╭──

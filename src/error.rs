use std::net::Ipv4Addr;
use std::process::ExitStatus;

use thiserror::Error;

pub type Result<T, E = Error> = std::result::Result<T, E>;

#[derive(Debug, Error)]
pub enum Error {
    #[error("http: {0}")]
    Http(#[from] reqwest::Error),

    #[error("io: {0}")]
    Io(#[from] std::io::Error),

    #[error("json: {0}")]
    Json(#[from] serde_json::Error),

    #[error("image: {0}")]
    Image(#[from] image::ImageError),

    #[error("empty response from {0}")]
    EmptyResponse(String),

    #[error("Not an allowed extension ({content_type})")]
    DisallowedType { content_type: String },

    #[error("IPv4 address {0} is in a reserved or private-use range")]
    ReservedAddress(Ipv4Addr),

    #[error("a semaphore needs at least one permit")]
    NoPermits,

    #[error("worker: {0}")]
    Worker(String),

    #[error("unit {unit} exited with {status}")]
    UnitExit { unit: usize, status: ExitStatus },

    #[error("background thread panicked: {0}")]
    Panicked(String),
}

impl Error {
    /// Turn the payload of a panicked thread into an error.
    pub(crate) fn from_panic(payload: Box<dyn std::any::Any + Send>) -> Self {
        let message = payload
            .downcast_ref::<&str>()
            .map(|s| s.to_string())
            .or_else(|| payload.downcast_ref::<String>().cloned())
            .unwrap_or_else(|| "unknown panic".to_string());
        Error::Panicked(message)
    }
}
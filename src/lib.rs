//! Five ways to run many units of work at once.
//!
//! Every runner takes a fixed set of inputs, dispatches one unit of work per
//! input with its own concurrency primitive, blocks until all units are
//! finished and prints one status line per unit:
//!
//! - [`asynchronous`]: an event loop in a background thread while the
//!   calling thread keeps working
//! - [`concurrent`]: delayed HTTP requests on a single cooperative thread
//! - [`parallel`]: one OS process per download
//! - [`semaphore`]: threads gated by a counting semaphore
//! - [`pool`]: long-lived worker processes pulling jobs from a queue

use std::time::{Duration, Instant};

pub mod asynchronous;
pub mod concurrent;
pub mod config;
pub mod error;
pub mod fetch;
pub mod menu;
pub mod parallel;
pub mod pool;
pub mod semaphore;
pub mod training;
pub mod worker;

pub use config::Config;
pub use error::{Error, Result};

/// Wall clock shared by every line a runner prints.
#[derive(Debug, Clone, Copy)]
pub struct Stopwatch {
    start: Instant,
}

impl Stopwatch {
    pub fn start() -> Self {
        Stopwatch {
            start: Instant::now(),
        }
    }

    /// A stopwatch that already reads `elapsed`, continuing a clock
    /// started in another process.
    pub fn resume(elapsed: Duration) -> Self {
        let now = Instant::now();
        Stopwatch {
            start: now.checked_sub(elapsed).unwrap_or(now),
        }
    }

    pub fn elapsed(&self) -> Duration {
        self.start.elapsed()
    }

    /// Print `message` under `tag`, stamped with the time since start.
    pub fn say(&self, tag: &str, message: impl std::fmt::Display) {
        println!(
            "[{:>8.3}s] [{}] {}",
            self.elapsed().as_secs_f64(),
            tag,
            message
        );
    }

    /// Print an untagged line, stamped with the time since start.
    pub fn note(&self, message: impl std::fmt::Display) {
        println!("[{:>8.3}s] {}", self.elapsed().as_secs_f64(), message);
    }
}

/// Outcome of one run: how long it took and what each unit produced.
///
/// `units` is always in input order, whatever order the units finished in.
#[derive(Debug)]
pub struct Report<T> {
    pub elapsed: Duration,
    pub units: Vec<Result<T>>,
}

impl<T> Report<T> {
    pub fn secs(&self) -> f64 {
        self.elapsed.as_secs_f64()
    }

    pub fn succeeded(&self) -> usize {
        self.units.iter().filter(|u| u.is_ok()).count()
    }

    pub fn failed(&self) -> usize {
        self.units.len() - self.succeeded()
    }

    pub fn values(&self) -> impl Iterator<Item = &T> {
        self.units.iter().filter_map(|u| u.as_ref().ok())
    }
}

╰──
╭──

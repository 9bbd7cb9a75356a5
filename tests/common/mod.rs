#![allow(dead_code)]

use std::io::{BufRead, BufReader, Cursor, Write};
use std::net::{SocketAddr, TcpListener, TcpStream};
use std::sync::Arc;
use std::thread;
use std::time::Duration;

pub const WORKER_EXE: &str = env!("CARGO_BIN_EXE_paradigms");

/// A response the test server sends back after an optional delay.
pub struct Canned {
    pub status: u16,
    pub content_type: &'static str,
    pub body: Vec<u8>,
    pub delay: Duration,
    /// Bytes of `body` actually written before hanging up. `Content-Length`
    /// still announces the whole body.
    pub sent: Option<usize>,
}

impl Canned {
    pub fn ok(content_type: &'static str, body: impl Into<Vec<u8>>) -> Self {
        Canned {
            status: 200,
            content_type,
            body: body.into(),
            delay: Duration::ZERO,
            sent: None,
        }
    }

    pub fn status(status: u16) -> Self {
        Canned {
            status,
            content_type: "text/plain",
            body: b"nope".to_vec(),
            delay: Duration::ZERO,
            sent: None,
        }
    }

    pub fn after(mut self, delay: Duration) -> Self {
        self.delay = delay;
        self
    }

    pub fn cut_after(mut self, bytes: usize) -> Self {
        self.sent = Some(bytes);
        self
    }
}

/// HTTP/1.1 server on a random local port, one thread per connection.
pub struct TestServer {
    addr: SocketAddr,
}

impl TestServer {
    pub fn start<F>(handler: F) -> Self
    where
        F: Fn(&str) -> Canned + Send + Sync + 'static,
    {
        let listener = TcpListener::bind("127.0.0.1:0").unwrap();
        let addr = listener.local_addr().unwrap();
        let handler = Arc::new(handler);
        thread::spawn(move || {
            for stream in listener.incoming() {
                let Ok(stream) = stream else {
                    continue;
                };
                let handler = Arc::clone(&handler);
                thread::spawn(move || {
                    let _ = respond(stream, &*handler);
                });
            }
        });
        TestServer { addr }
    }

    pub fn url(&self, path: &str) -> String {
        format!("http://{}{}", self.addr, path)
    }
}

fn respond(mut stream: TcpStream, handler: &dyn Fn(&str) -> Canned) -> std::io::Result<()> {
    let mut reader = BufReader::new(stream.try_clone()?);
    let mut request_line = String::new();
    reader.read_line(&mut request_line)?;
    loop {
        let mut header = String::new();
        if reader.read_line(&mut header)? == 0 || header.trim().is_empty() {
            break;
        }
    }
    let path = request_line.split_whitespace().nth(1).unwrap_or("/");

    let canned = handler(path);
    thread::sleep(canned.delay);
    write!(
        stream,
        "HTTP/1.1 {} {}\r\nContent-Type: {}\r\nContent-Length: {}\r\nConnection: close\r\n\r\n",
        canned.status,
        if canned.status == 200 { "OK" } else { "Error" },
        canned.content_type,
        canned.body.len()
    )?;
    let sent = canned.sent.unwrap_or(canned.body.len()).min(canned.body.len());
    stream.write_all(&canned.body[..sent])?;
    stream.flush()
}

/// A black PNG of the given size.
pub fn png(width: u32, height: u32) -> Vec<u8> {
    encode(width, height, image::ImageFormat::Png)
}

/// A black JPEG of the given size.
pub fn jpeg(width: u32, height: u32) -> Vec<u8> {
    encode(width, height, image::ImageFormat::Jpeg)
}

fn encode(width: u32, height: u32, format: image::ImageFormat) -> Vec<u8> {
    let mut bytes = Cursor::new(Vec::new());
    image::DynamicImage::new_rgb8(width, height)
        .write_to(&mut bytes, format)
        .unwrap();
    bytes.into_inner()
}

╰──

The problem —
The string "path" may appear in the lines of the records above. State how many lines contain it, with no other words.

Written reply —
4